Hi,

2010/8/13  <olafbuddenha...@gmx.net>:
>
>
> Not sure what you are saying here. Do you mean that the xkb driver
> misses some functionality the ordinary pc_kbd driver has?
>

At some point in it's history pc_kbd introduced support for GNU Mach
v2, which is the oskit based kernel AFAIK. For that reason, pc_kbd now
has two functions for reading scancodes and depending on the keyboard
device name[#] one of them is selected at runtime.

However, the scancodes the oskit kernel reports (set 2)[*] are
different from what GNU Mach v1 uses (set 1). To use a unified set of
scancodes, the routine used when v1 is present was modified to convert
from set 1 to set 2.

The source of the xkb driver has some traces of an attempt to follow
this change but the code for oskit doesn't look correct. xkb still
uses set 1 because that's what configuration files from Xorg are based
on. But it doesn't provide any translation when oskit is detected.
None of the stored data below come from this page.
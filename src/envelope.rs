use once_cell::sync::Lazy;
use poem::Response;
use poem::http::{HeaderValue, StatusCode, header};

use crate::core::pdf;
use crate::schemas::chart::{ImageKind, OutputFormat};

pub const ERROR_HEADER: &str = "X-quickchart-error";

const ERROR_FONT_SIZE: u32 = 13;
const ERROR_PADDING: u32 = 10;
const ERROR_LINE_HEIGHT: u32 = 18;
const ERROR_WRAP_COLUMNS: usize = 58;

/// Failure presentation keyed by the accepted output format. Selection
/// is total: a strategy exists for every supported format, and an
/// unsupported format is rejected before any strategy is chosen.
#[derive(Debug, Clone, Copy, PartialEq, Eq)]
pub enum ErrorEnvelope {
    Png,
    Svg,
    Pdf,
}

impl ErrorEnvelope {
    pub fn for_format(format: OutputFormat) -> Self {
        match format {
            OutputFormat::Png => Self::Png,
            OutputFormat::Svg => Self::Svg,
            OutputFormat::Pdf => Self::Pdf,
        }
    }

    pub fn for_image(kind: ImageKind) -> Self {
        match kind {
            ImageKind::Png => Self::Png,
            ImageKind::Svg => Self::Svg,
        }
    }

    /// The failure response is shaped like the artifact the caller asked
    /// for, with the sanitized message in a diagnostic header.
    pub fn respond(self, message: &str, status: StatusCode) -> Response {
        let (content_type, body) = match self {
            Self::Png => ("image/png", error_png(message)),
            Self::Svg => ("image/svg+xml", error_svg(message).into_bytes()),
            Self::Pdf => ("application/pdf", pdf::text_document(message)),
        };
        Response::builder()
            .status(status)
            .content_type(content_type)
            .header(ERROR_HEADER, sanitize_error_header(message))
            .body(body)
    }
}

/// Success envelope: rendered bytes with the matching content-type and
/// the public cache policy (disabled in development).
pub fn artifact(bytes: Vec<u8>, content_type: &str, is_dev: bool) -> Response {
    Response::builder()
        .content_type(content_type)
        .header(
            header::CACHE_CONTROL,
            if is_dev { "no-cache" } else { "public, max-age=604800" },
        )
        .body(bytes)
}

/// Byte-wise transliteration of the message so it fits in a header:
/// every UTF-8 byte is carried as a single byte, line breaks and other
/// header-invalid bytes are stripped.
pub fn sanitize_error_header(message: &str) -> HeaderValue {
    let bytes: Vec<u8> = message
        .bytes()
        .filter(|b| *b >= 0x20 && *b != 0x7f)
        .collect();
    HeaderValue::from_bytes(&bytes).unwrap_or_else(|_| HeaderValue::from_static(""))
}

fn escape_xml(raw: &str) -> String {
    raw.replace('&', "&amp;")
        .replace('<', "&lt;")
        .replace('>', "&gt;")
}

fn error_svg(message: &str) -> String {
    format!(
        r#"
<svg viewBox="0 0 240 80" xmlns="http://www.w3.org/2000/svg">
  <style>p {{ font-size: 8px; }}</style>
  <foreignObject width="240" height="80"
   requiredFeatures="http://www.w3.org/TR/SVG11/feature#Extensibility">
    <p xmlns="http://www.w3.org/1999/xhtml">{}</p>
  </foreignObject>
</svg>"#,
        escape_xml(message)
    )
}

static FONTS: Lazy<usvg::fontdb::Database> = Lazy::new(|| {
    let mut db = usvg::fontdb::Database::new();
    db.load_system_fonts();
    db
});

/// The raster failure image: the message over a white background with
/// fixed padding, composed as an SVG text document and rasterized.
fn error_png(message: &str) -> Vec<u8> {
    let text = format!("Chart Error: {message}");
    let lines = wrap_lines(&text, ERROR_WRAP_COLUMNS);
    let columns = lines.iter().map(String::len).max().unwrap_or(0) as u32;
    let width = (columns * (ERROR_FONT_SIZE * 6 / 10 + 1) + 2 * ERROR_PADDING).max(120);
    let height = lines.len() as u32 * ERROR_LINE_HEIGHT + 2 * ERROR_PADDING;

    let mut body = String::new();
    for (i, line) in lines.iter().enumerate() {
        body.push_str(&format!(
            r##"<text x="{x}" y="{y}" font-family="sans-serif" font-size="{size}" fill="#000">{line}</text>"##,
            x = ERROR_PADDING,
            y = ERROR_PADDING + (i as u32 + 1) * ERROR_LINE_HEIGHT - 4,
            size = ERROR_FONT_SIZE,
            line = escape_xml(line),
        ));
    }
    let svg = format!(
        r##"<svg xmlns="http://www.w3.org/2000/svg" width="{width}" height="{height}"><rect width="100%" height="100%" fill="#fff"/>{body}</svg>"##
    );

    rasterize(&svg, width, height)
}

fn wrap_lines(text: &str, columns: usize) -> Vec<String> {
    let mut lines = Vec::new();
    let mut current = String::new();
    for word in text.split_whitespace() {
        if !current.is_empty() && current.len() + word.len() + 1 > columns {
            lines.push(std::mem::take(&mut current));
        }
        if !current.is_empty() {
            current.push(' ');
        }
        current.push_str(word);
    }
    lines.push(current);
    lines
}

fn rasterize(svg: &str, width: u32, height: u32) -> Vec<u8> {
    let Some(mut pixmap) = resvg::tiny_skia::Pixmap::new(width, height) else {
        return Vec::new();
    };
    pixmap.fill(resvg::tiny_skia::Color::WHITE);

    let mut options = usvg::Options::default();
    *options.fontdb_mut() = FONTS.clone();
    if let Ok(tree) = usvg::Tree::from_str(svg, &options) {
        resvg::render(
            &tree,
            resvg::tiny_skia::Transform::identity(),
            &mut pixmap.as_mut(),
        );
    }

    pixmap.encode_png().unwrap_or_default()
}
Thus, the conversion tables used by pc_kbd would need to be inverted.

--
footnotes:
[#] Used in calls to device_open. "@>=kbd" in oskit, "kbd" in GNU Mach v1.
[*] I didn't have a look at the kernel drivers, but apparently the
oskit driver won't instruct the keyboard controller to activate
compatibility mode. So scancodes are not translated to set 1 by the
keyboard controller. While GNU Mach v1 would activate that mode.